Um seine Pointe zu verstehen, muss man ihn ausführlich zitieren: „Bis tief in die Ära Kohl hinein“, erläutert er zunächst, „bis tief in die Ära Kohl war deutsche Außenpolitik von dem Bewusstsein geprägt, dass wir uns auf einer Sonderschule der Demokratie den Abschluss erst mühsam erarbeiten mussten. Schröder war, wenn man so will, der erste Kanzler der Normalität. Mit seiner Wahlkampfwendung vom deutschen Weg wurde sozusagen die Heimkehr der deutschen Demokratie in die Familie der nicht neurotischen Gesellschaften gefeiert. Darüber sind die ideologischen Sozialarbeiter und politischen Psychotherapeuten der Deutschen naturgemäß unglücklich, weil sie einen Patienten verlieren, an dem ihnen sehr viel lag und der sich so leicht nicht durch einen anderen ersetzen lässt. Schröders ,deutscher Weg‘ besticht vor allem auch durch die Selbstverständlichkeit seines Klangs, weil man weiß, dass hier kein Chauvinist oder Anti-Europäer spricht, sondern einer, der ganz deutlich signalisiert, dass im Bereich der deutsch-amerikanischen Beziehungen ein neues Kapitel aufgeblättert werden muss. Die Fähigkeit, zwischen den USA als kulturell verbündetem Projekt und der Bush-Administration zu unterscheiden, halte ich für eine elementare Tugend der deutschen Demokratie von heute.“
Darauf wirft profil ein: „Eine spezifische Ausprägung dieses deutschen Weges war Schröders Weigerung, sich der amerikanischen Kriegsrhetorik gegen den Irak anzuschließen.“
Und Sloterdijk: „Das deutsche Nein in dieser Angelegenheit ist vor allem eine symbolisch-moralische Position, eine spezifische Form der Auseinandersetzung mit dem Sonderweg der USA. Der Begriff ,rogue state‘, mit , Schurkenstaat‘ übrigens eher unglücklich ins Deutsche übersetzt, hat in der westlichen Politik seit einigen Jahren Hochkonjunktur. In der Biologie steht , rogue‘ für das wieder ausgewilderte Einzelgängertier, das abseits von der Herde durch den Busch streift. Die beiden ,rogue states‘ der gegenwärtigen Weltpolitik sind, so gesehen, die USA und Israel, die jede Art von Alignment mit der internationalen Staatengemeinschaft aus dem Grundansatz ihres Selbstverständnisses heraus ablehnen, weil sie beide davon ausgehen, dass Nicht-Israelis beziehungsweise Nicht-Amerikaner sich in die besondere Situation dieser beiden Länder nicht einfühlen können. Das bestärkt sie auch in ihrer Neigung, die Fähigkeit zum Selbstmandat in einem überdurchschnittlichen Ausmaß auszuüben.“
Die Absetzung des US-Imperiums und Israels von ihnen selbst anerkannter, wenn nicht gar, im Falle der USA, selbst geschaffener Institutionen und Standards der internationalen politisch-moralischen Abstimmung, diese fatale Absetzung und Geringschätzung zu benennen und zu kritisieren, ist natürlich legitim. Ebenso, wenn man dieses Ausscheren als eine Verwilderung längst universell gebotener Sitten einstuft.

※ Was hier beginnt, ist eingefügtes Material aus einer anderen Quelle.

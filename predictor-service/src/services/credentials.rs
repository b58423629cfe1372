//! API key lookup.
//!
//! Sources are consulted in order on every call and the first non-empty value
//! wins: the TOML secrets file, then the process environment. Nothing is
//! cached, so a key added while the service runs is picked up by the next
//! request.

use crate::config::CredentialSettings;
use async_trait::async_trait;
use secrecy::Secret;
use std::path::PathBuf;
use std::sync::Arc;

/// A place an API key may be stored.
#[async_trait]
pub trait CredentialSource: Send + Sync {
    fn name(&self) -> &'static str;

    /// Value for `key`, or `None` when this source does not hold it.
    async fn lookup(&self, key: &str) -> Option<Secret<String>>;
}

fn non_empty(value: String) -> Option<Secret<String>> {
    if value.trim().is_empty() {
        None
    } else {
        Some(Secret::new(value))
    }
}

/// Top-level string keys of a TOML secrets file.
///
/// A missing file holds nothing. An unreadable or malformed file is logged and
/// treated the same way.
pub struct SecretsFileSource {
    path: PathBuf,
}

impl SecretsFileSource {
    pub fn new(path: impl Into<PathBuf>) -> Self {
        Self { path: path.into() }
    }
}

#[async_trait]
impl CredentialSource for SecretsFileSource {
    fn name(&self) -> &'static str {
        "secrets_file"
    }

    async fn lookup(&self, key: &str) -> Option<Secret<String>> {
        let contents = match tokio::fs::read_to_string(&self.path).await {
            Ok(contents) => contents,
            Err(e) if e.kind() == std::io::ErrorKind::NotFound => return None,
            Err(e) => {
                tracing::warn!(path = %self.path.display(), error = %e, "Failed to read secrets file");
                return None;
            }
        };

        let table: toml::Table = match contents.parse() {
            Ok(table) => table,
            Err(e) => {
                tracing::warn!(path = %self.path.display(), error = %e, "Failed to parse secrets file");
                return None;
            }
        };

        table
            .get(key)
            .and_then(|value| value.as_str())
            .and_then(|value| non_empty(value.to_string()))
    }
}

/// Process environment.
#[derive(Default)]
pub struct EnvSource;

#[async_trait]
impl CredentialSource for EnvSource {
    fn name(&self) -> &'static str {
        "env"
    }

    async fn lookup(&self, key: &str) -> Option<Secret<String>> {
        // Non-unicode values count as absent.
        std::env::var(key).ok().and_then(non_empty)
    }
}

/// Ordered list of sources for a single named key.
#[derive(Clone)]
pub struct CredentialChain {
    key: String,
    sources: Vec<Arc<dyn CredentialSource>>,
}

impl CredentialChain {
    pub fn new(key: impl Into<String>, sources: Vec<Arc<dyn CredentialSource>>) -> Self {
        Self {
            key: key.into(),
            sources,
        }
    }

    /// Secrets file first, then the environment.
    pub fn from_settings(settings: &CredentialSettings) -> Self {
        Self::new(
            settings.api_key_name.clone(),
            vec![
                Arc::new(SecretsFileSource::new(settings.secrets_file.clone())),
                Arc::new(EnvSource),
            ],
        )
    }

    /// Name of the key this chain resolves.
    pub fn key(&self) -> &str {
        &self.key
    }

    pub async fn resolve(&self) -> Option<Secret<String>> {
        for source in &self.sources {
            if let Some(secret) = source.lookup(&self.key).await {
                tracing::debug!(source = source.name(), key = %self.key, "Resolved API key");
                return Some(secret);
            }
        }
        None
    }
}

#[cfg(test)]
mod tests {
    use super::*;
    use secrecy::ExposeSecret;

    /// Fixed in-memory source.
    struct StaticSource(Option<&'static str>);

    #[async_trait]
    impl CredentialSource for StaticSource {
        fn name(&self) -> &'static str {
            "static"
        }

        async fn lookup(&self, _key: &str) -> Option<Secret<String>> {
            self.0.and_then(|v| non_empty(v.to_string()))
        }
    }

    fn temp_secrets(contents: &str) -> PathBuf {
        let path = std::env::temp_dir().join(format!("secrets-{}.toml", uuid::Uuid::new_v4()));
        std::fs::write(&path, contents).unwrap();
        path
    }

    #[tokio::test]
    async fn first_non_empty_source_wins() {
        let chain = CredentialChain::new(
            "ANTHROPIC_API_KEY",
            vec![
                Arc::new(StaticSource(None)),
                Arc::new(StaticSource(Some(""))),
                Arc::new(StaticSource(Some("sk-second"))),
                Arc::new(StaticSource(Some("sk-third"))),
            ],
        );

        let secret = chain.resolve().await.unwrap();
        assert_eq!(secret.expose_secret(), "sk-second");
    }

    #[tokio::test]
    async fn empty_chain_resolves_nothing() {
        let chain = CredentialChain::new("ANTHROPIC_API_KEY", vec![Arc::new(StaticSource(Some("   ")))]);
        assert!(chain.resolve().await.is_none());
    }

    #[tokio::test]
    async fn secrets_file_is_read_on_each_lookup() {
        let path = temp_secrets("OTHER = \"x\"\n");
        let source = SecretsFileSource::new(&path);
        assert!(source.lookup("ANTHROPIC_API_KEY").await.is_none());

        std::fs::write(&path, "ANTHROPIC_API_KEY = \"sk-from-file\"\n").unwrap();
        let secret = source.lookup("ANTHROPIC_API_KEY").await.unwrap();
        assert_eq!(secret.expose_secret(), "sk-from-file");

        std::fs::remove_file(&path).ok();
    }

    #[tokio::test]
    async fn secrets_file_keys_are_case_sensitive() {
        let path = temp_secrets("anthropic_api_key = \"sk-lower\"\n");
        let source = SecretsFileSource::new(&path);
        assert!(source.lookup("ANTHROPIC_API_KEY").await.is_none());
        std::fs::remove_file(&path).ok();
    }

    #[tokio::test]
    async fn missing_or_malformed_file_holds_nothing() {
        let missing = SecretsFileSource::new(std::env::temp_dir().join("definitely-missing.toml"));
        assert!(missing.lookup("ANTHROPIC_API_KEY").await.is_none());

        let path = temp_secrets("this is = not [toml");
        let malformed = SecretsFileSource::new(&path);
        assert!(malformed.lookup("ANTHROPIC_API_KEY").await.is_none());
        std::fs::remove_file(&path).ok();
    }

    #[tokio::test]
    async fn env_source_reads_process_environment() {
        let key = format!("PREDICTOR_TEST_KEY_{}", uuid::Uuid::new_v4().simple());
        assert!(EnvSource.lookup(&key).await.is_none());

        std::env::set_var(&key, "sk-env");
        assert_eq!(EnvSource.lookup(&key).await.unwrap().expose_secret(), "sk-env");

        std::env::set_var(&key, "");
        assert!(EnvSource.lookup(&key).await.is_none());
        std::env::remove_var(&key);
    }

    #[tokio::test]
    async fn file_takes_precedence_over_env() {
        let key = format!("PREDICTOR_TEST_KEY_{}", uuid::Uuid::new_v4().simple());
        let path = temp_secrets(&format!("{} = \"sk-file\"\n", key));
        std::env::set_var(&key, "sk-env");

        let chain = CredentialChain::from_settings(&CredentialSettings {
            secrets_file: path.clone(),
            api_key_name: key.clone(),
        });
        assert_eq!(chain.resolve().await.unwrap().expose_secret(), "sk-file");

        std::env::remove_var(&key);
        std::fs::remove_file(&path).ok();
    }
}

Doch welches eitle politische Motiv muss einen treiben, welcher Hafer einen stechen, die beiden Länder auf eine Stufe mit despotischen Regimes wie dem Irak oder Nordkorea zu stellen? Auch die begriffliche Klarstellung, dass „rogue“ eigentlich einer zoologischen Semantik angehört, nimmt dem Vergleich nicht das Obszöne, im Gegenteil. Abgesehen davon kommt es Sloterdijk ja zweifellos darauf an, den Spieß umzukehren, der Wortgebrauch der USA soll auf diese zurückfallen. Wäre das nur eine begrifflichmoralische Retourkutsche, wäre es nur billig. Darüber hinaus belegt es jedoch den Verlust einer intellektuellen Kontrolle, den Verlust eines Urteilsvermögens, das womöglich in einer „symbolisch-moralischen“ Welt rhetorisch zu glänzen vermag, gegenüber Verantwortungskriterien der realen Welt aber selbst eine Verwilderung anzeigt.